47.The principle of access to a universal minimum broadband service via the Universal Service Obligation (USO) is important. It provides an essential legal platform to ensure universal coverage. We therefore welcome the Government’s commitment to delivering a broadband USO. However, the current specification of the USO demonstrates a lack of ambition for rural areas. The upload speed has been set too low, especially for businesses, and it is likely that the 10Mbps minimum download speed will be obsolete at the time of, or soon after, introduction. We are also concerned that the £3,400 payment threshold means that the USO is not truly “universal” and that ineligible residents will feel misled by the Government’s stated ambitions to ensure that no one is left behind. The Government should commit to an immediate review of the USO specification as soon as possible to ensure it is suitably ambitious for rural areas. The review should determine appropriate upload and download speeds and review the reasonable cost criteria to maximise rural rollout of broadband. The review should be concluded as soon as is practicable to ensure initial roll out of broadband via the USO is not obsolete.

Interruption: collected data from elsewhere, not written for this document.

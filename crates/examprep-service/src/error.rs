//! API error types and responses.

use axum::http::StatusCode;
use axum::response::{IntoResponse, Response};
use axum::Json;
use serde::Serialize;

use examprep_store::StoreError;

/// API error type.
#[derive(Debug, thiserror::Error)]
pub enum ApiError {
    /// Unauthorized - missing or invalid credentials.
    #[error("unauthorized")]
    Unauthorized,

    /// Forbidden - valid credentials but insufficient permissions.
    #[error("forbidden")]
    Forbidden,

    /// Resource not found.
    #[error("not found: {0}")]
    NotFound(String),

    /// No default-credit configuration with the requested id.
    #[error("credit configuration not found: {0}")]
    CreditConfigNotFound(String),

    /// Bad request - invalid input.
    #[error("bad request: {0}")]
    BadRequest(String),

    /// Credit amount is not a positive integer.
    #[error("invalid amount: {0}")]
    InvalidAmount(String),

    /// Page number below 1.
    #[error("page must be at least 1")]
    InvalidPage,

    /// Page size outside `1..=max`.
    #[error("limit must be between 1 and {max}")]
    InvalidLimit {
        /// Largest accepted page size.
        max: u32,
    },

    /// Conflict - resource already exists or invalid state transition.
    #[error("conflict: {0}")]
    Conflict(String),

    /// Insufficient credits.
    #[error("insufficient credits: balance={balance}, required={required}")]
    InsufficientCredits {
        /// Current balance.
        balance: i64,
        /// Required amount.
        required: i64,
    },

    /// Duplicate ledger entry (idempotency).
    #[error("duplicate event: {0}")]
    DuplicateEvent(String),

    /// Rate limit hit.
    #[error("too many requests: {0}")]
    TooManyRequests(String),

    /// Internal server error.
    #[error("internal error: {0}")]
    Internal(String),

    /// External service error.
    #[error("external service error: {0}")]
    ExternalService(String),
}

/// JSON error response body.
#[derive(Debug, Serialize)]
struct ErrorResponse {
    success: bool,
    error: ErrorBody,
}

#[derive(Debug, Serialize)]
struct ErrorBody {
    code: &'static str,
    message: String,
    #[serde(skip_serializing_if = "Option::is_none")]
    details: Option<serde_json::Value>,
}

impl ApiError {
    /// Machine-readable error code sent to clients.
    #[must_use]
    pub const fn code(&self) -> &'static str {
        match self {
            Self::Unauthorized => "UNAUTHORIZED",
            Self::Forbidden => "FORBIDDEN",
            Self::NotFound(_) => "NOT_FOUND",
            Self::CreditConfigNotFound(_) => "CREDIT_CONFIG_NOT_FOUND",
            Self::BadRequest(_) => "BAD_REQUEST",
            Self::InvalidAmount(_) => "INVALID_AMOUNT",
            Self::InvalidPage => "INVALID_PAGE",
            Self::InvalidLimit { .. } => "INVALID_LIMIT",
            Self::Conflict(_) => "CONFLICT",
            Self::InsufficientCredits { .. } => "INSUFFICIENT_CREDITS",
            Self::DuplicateEvent(_) => "DUPLICATE_EVENT",
            Self::TooManyRequests(_) => "TOO_MANY_REQUESTS",
            Self::Internal(_) => "INTERNAL_ERROR",
            Self::ExternalService(_) => "EXTERNAL_SERVICE_ERROR",
        }
    }

    /// HTTP status for this error.
    #[must_use]
    pub const fn status(&self) -> StatusCode {
        match self {
            Self::Unauthorized => StatusCode::UNAUTHORIZED,
            Self::Forbidden => StatusCode::FORBIDDEN,
            Self::NotFound(_) | Self::CreditConfigNotFound(_) => StatusCode::NOT_FOUND,
            Self::BadRequest(_)
            | Self::InvalidAmount(_)
            | Self::InvalidPage
            | Self::InvalidLimit { .. } => StatusCode::BAD_REQUEST,
            Self::Conflict(_) | Self::DuplicateEvent(_) => StatusCode::CONFLICT,
            Self::InsufficientCredits { .. } => StatusCode::PAYMENT_REQUIRED,
            Self::TooManyRequests(_) => StatusCode::TOO_MANY_REQUESTS,
            Self::Internal(_) => StatusCode::INTERNAL_SERVER_ERROR,
            Self::ExternalService(_) => StatusCode::BAD_GATEWAY,
        }
    }
}

impl IntoResponse for ApiError {
    fn into_response(self) -> Response {
        let (message, details) = match &self {
            Self::NotFound(msg)
            | Self::CreditConfigNotFound(msg)
            | Self::BadRequest(msg)
            | Self::InvalidAmount(msg)
            | Self::Conflict(msg)
            | Self::TooManyRequests(msg)
            | Self::ExternalService(msg) => (msg.clone(), None),
            Self::InsufficientCredits { balance, required } => (
                "Insufficient credits".to_string(),
                Some(serde_json::json!({
                    "balance": balance,
                    "required": required
                })),
            ),
            Self::DuplicateEvent(key) => (format!("Already processed: {key}"), None),
            Self::Internal(msg) => {
                tracing::error!(error = %msg, "Internal server error");
                ("An internal error occurred".to_string(), None)
            }
            Self::Unauthorized | Self::Forbidden | Self::InvalidPage | Self::InvalidLimit { .. } => {
                (self.to_string(), None)
            }
        };

        let body = ErrorResponse {
            success: false,
            error: ErrorBody {
                code: self.code(),
                message,
                details,
            },
        };

        (self.status(), Json(body)).into_response()
    }
}

impl From<StoreError> for ApiError {
    fn from(err: StoreError) -> Self {
        match err {
            StoreError::NotFound { entity, id } => Self::NotFound(format!("{entity} not found: {id}")),
            StoreError::InsufficientCredits { balance, required } => {
                Self::InsufficientCredits { balance, required }
            }
            StoreError::InvalidAmount(msg) => Self::InvalidAmount(msg),
            StoreError::InvalidInput(msg) => Self::BadRequest(msg),
            StoreError::DuplicateEntry { kind, key } => Self::DuplicateEvent(format!("{kind} {key}")),
            StoreError::Conflict(msg) => Self::Conflict(msg),
            StoreError::Database(msg) | StoreError::Serialization(msg) => Self::Internal(msg),
        }
    }
}

#[cfg(test)]
mod tests {
    use super::*;

    #[test]
    fn store_errors_map_to_api_codes() {
        let err: ApiError = StoreError::InsufficientCredits {
            balance: 0,
            required: 1,
        }
        .into();
        assert_eq!(err.code(), "INSUFFICIENT_CREDITS");
        assert_eq!(err.status(), StatusCode::PAYMENT_REQUIRED);

        let err: ApiError = StoreError::not_found("user", "abc").into();
        assert_eq!(err.status(), StatusCode::NOT_FOUND);

        let err: ApiError = StoreError::InvalidAmount("amount must be positive".into()).into();
        assert_eq!(err.code(), "INVALID_AMOUNT");

        let err: ApiError = StoreError::Database("boom".into()).into();
        assert_eq!(err.status(), StatusCode::INTERNAL_SERVER_ERROR);
    }

    #[test]
    fn validation_errors_are_bad_requests() {
        assert_eq!(ApiError::InvalidPage.status(), StatusCode::BAD_REQUEST);
        assert_eq!(ApiError::InvalidLimit { max: 100 }.code(), "INVALID_LIMIT");
        assert_eq!(
            ApiError::CreditConfigNotFound("x".into()).status(),
            StatusCode::NOT_FOUND
        );
    }
}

48.The USO is one of several measures to deliver universal broadband coverage. It is important that implementation of the USO does not come at the expense of or replace other rollout initiatives, such as Building Digital UK’s remaining superfast broadband work, the Scottish Government’s R100 programme, and the planned roll out of full-fibre infrastructure. Crossover funding from the USO obligations to the Scottish Government R100 programme needs to be assessed and agreed for premises that are being addressed within the R100 programme but otherwise would be served via the USO. A co-ordinated approach between Government and commercial service providers is essential to ensure residents take up the available services, and do not get trapped with a slower alternative service than is available. The USO must act as a safety net for minimum broadband service delivery, not a ceiling. To protect consumers Ofcom should also set a mandatory requirement that USO provision should not cost more than £45 per month (adjusted for inflation).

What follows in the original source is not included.